A piece of gum comes lose from underneath an elevator that is moving upward at a speed of 6.30 m/s. The gum reaches the bottom of the elevator shaft in 3.00 s. With what speed does the gum hit the bottom of the shaft?
V = Vo + g*t.
Vo = - 6.3 m/s.
g = +9.8 m/s.
t = 3 s.
V = ?
To determine the speed at which the gum hits the bottom of the elevator shaft, we can use the equations of linear motion.
Let's denote the initial velocity of the gum as 'u', the final velocity as 'v', the time taken as 't', and the acceleration as 'a'.
Given:
The elevator is moving upward at a speed of 6.30 m/s, which means the initial velocity of the gum relative to the ground is also 6.30 m/s.
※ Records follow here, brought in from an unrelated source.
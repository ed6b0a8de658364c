//! HTTP server for the order management API.
//!
//! This module provides a minimal HTTP server infrastructure over the
//! order engine. Handlers stay thin: they deserialize the request, call
//! into the engine through the apis module, and map failures to the
//! shared error envelope.

use crate::apis;
use axum::{
	extract::{Path, State},
	response::Json,
	routing::{get, post, put},
	Router,
};
use oms_config::ApiConfig;
use oms_core::OrderEngine;
use oms_types::{
	AnalyticsReport, ApiError, NewOrderRequest, OrderEnvelope, OrderListEnvelope, OrderStatus,
};
use std::sync::Arc;
use tokio::net::TcpListener;
use tower::ServiceBuilder;
use tower_http::cors::CorsLayer;

/// Shared application state for the API server.
#[derive(Clone)]
pub struct AppState {
	/// Reference to the order engine for processing requests.
	pub engine: Arc<OrderEngine>,
}

/// Starts the HTTP server for the API.
///
/// This function creates and configures the HTTP server with routing,
/// middleware, and error handling for all endpoints.
pub async fn start_server(
	api_config: ApiConfig,
	engine: Arc<OrderEngine>,
) -> Result<(), Box<dyn std::error::Error>> {
	let app_state = AppState { engine };

	let app = Router::new()
		.route("/health", get(handle_health))
		.route("/orders", post(handle_create_order))
		.route("/orders/active", get(handle_list_active))
		.route("/orders/completed", get(handle_list_completed))
		.route("/orders/{id}/complete", put(handle_complete_order))
		.route("/analytics", get(handle_analytics))
		.layer(ServiceBuilder::new().layer(CorsLayer::permissive()))
		.with_state(app_state);

	let bind_address = format!("{}:{}", api_config.host, api_config.port);
	let listener = TcpListener::bind(&bind_address).await?;

	tracing::info!("Order API server starting on {}", bind_address);

	axum::serve(listener, app).await?;

	Ok(())
}

/// Handles GET /health requests.
async fn handle_health() -> Json<serde_json::Value> {
	Json(serde_json::json!({ "status": "ok" }))
}

/// Handles POST /orders requests.
///
/// Validates and prices the submitted order, persists it, and returns
/// the created order.
async fn handle_create_order(
	State(state): State<AppState>,
	Json(request): Json<NewOrderRequest>,
) -> Result<(axum::http::StatusCode, Json<OrderEnvelope>), ApiError> {
	match apis::orders::create_order(&state.engine, request).await {
		Ok(envelope) => Ok((axum::http::StatusCode::CREATED, Json(envelope))),
		Err(e) => {
			tracing::warn!("Order creation failed: {}", e);
			Err(apis::to_api_error(e))
		},
	}
}

/// Handles GET /orders/active requests.
async fn handle_list_active(
	State(state): State<AppState>,
) -> Result<Json<OrderListEnvelope>, ApiError> {
	match apis::orders::list_orders(&state.engine, OrderStatus::Active).await {
		Ok(envelope) => Ok(Json(envelope)),
		Err(e) => {
			tracing::warn!("Active order listing failed: {}", e);
			Err(apis::to_api_error(e))
		},
	}
}

/// Handles GET /orders/completed requests.
async fn handle_list_completed(
	State(state): State<AppState>,
) -> Result<Json<OrderListEnvelope>, ApiError> {
	match apis::orders::list_orders(&state.engine, OrderStatus::Completed).await {
		Ok(envelope) => Ok(Json(envelope)),
		Err(e) => {
			tracing::warn!("Completed order listing failed: {}", e);
			Err(apis::to_api_error(e))
		},
	}
}

/// Handles PUT /orders/{id}/complete requests.
async fn handle_complete_order(
	Path(id): Path<String>,
	State(state): State<AppState>,
) -> Result<Json<OrderEnvelope>, ApiError> {
	match apis::orders::complete_order(&state.engine, &id).await {
		Ok(envelope) => Ok(Json(envelope)),
		Err(e) => {
			tracing::warn!("Order completion failed: {}", e);
			Err(apis::to_api_error(e))
		},
	}
}

/// Handles GET /analytics requests.
async fn handle_analytics(
	State(state): State<AppState>,
) -> Result<Json<AnalyticsReport>, ApiError> {
	match apis::analytics::compute_analytics(&state.engine).await {
		Ok(report) => Ok(Json(report)),
		Err(e) => {
			tracing::warn!("Analytics computation failed: {}", e);
			Err(apis::to_api_error(e))
		},
	}
}
//! Storage-related types for the order management system.

use std::str::FromStr;

/// Storage namespaces for persisted data collections.
///
/// This enum provides type safety for storage operations by replacing
/// string literals with strongly typed variants. Orders are the only
/// persisted collection; every order key shares the `order` prefix and
/// there are no secondary indexes.
#[derive(Debug, Clone, Copy, PartialEq, Eq, Hash)]
pub enum StorageKey {
	/// Namespace for storing order data.
	Orders,
}

impl StorageKey {
	/// Returns the string representation of the storage namespace.
	pub fn as_str(&self) -> &'static str {
		match self {
			StorageKey::Orders => "order",
		}
	}

	/// Returns an iterator over all StorageKey variants.
	pub fn all() -> impl Iterator<Item = Self> {
		[Self::Orders].into_iter()
	}
}

impl FromStr for StorageKey {
	type Err = ();

	fn from_str(s: &str) -> Result<Self, Self::Err> {
		match s {
			"order" => Ok(Self::Orders),
			_ => Err(()),
		}
	}
}

impl From<StorageKey> for &'static str {
	fn from(key: StorageKey) -> Self {
		key.as_str()
	}
}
The time taken for the gum to reach the bottom of the shaft is 3.00 s.
To find the speed at which the gum hits the bottom of the shaft, we need to calculate the final velocity 'v'.
We can use the equation of motion:
v = u + at
Since the gum is moving vertically downward, the acceleration due to gravity, denoted as 'g', will act in the downward direction. The value of 'g' is approximately 9.8 m/s^2.
Now, let's substitute the known values into the equation:
v = 6.30 m/s + (9.8 m/s^2)(3.00 s)
v = 6.30 m/s + 29.4 m/s
v = 35.7 m/s
Therefore, the speed at which the gum hits the bottom of the shaft is approximately 35.7 m/s.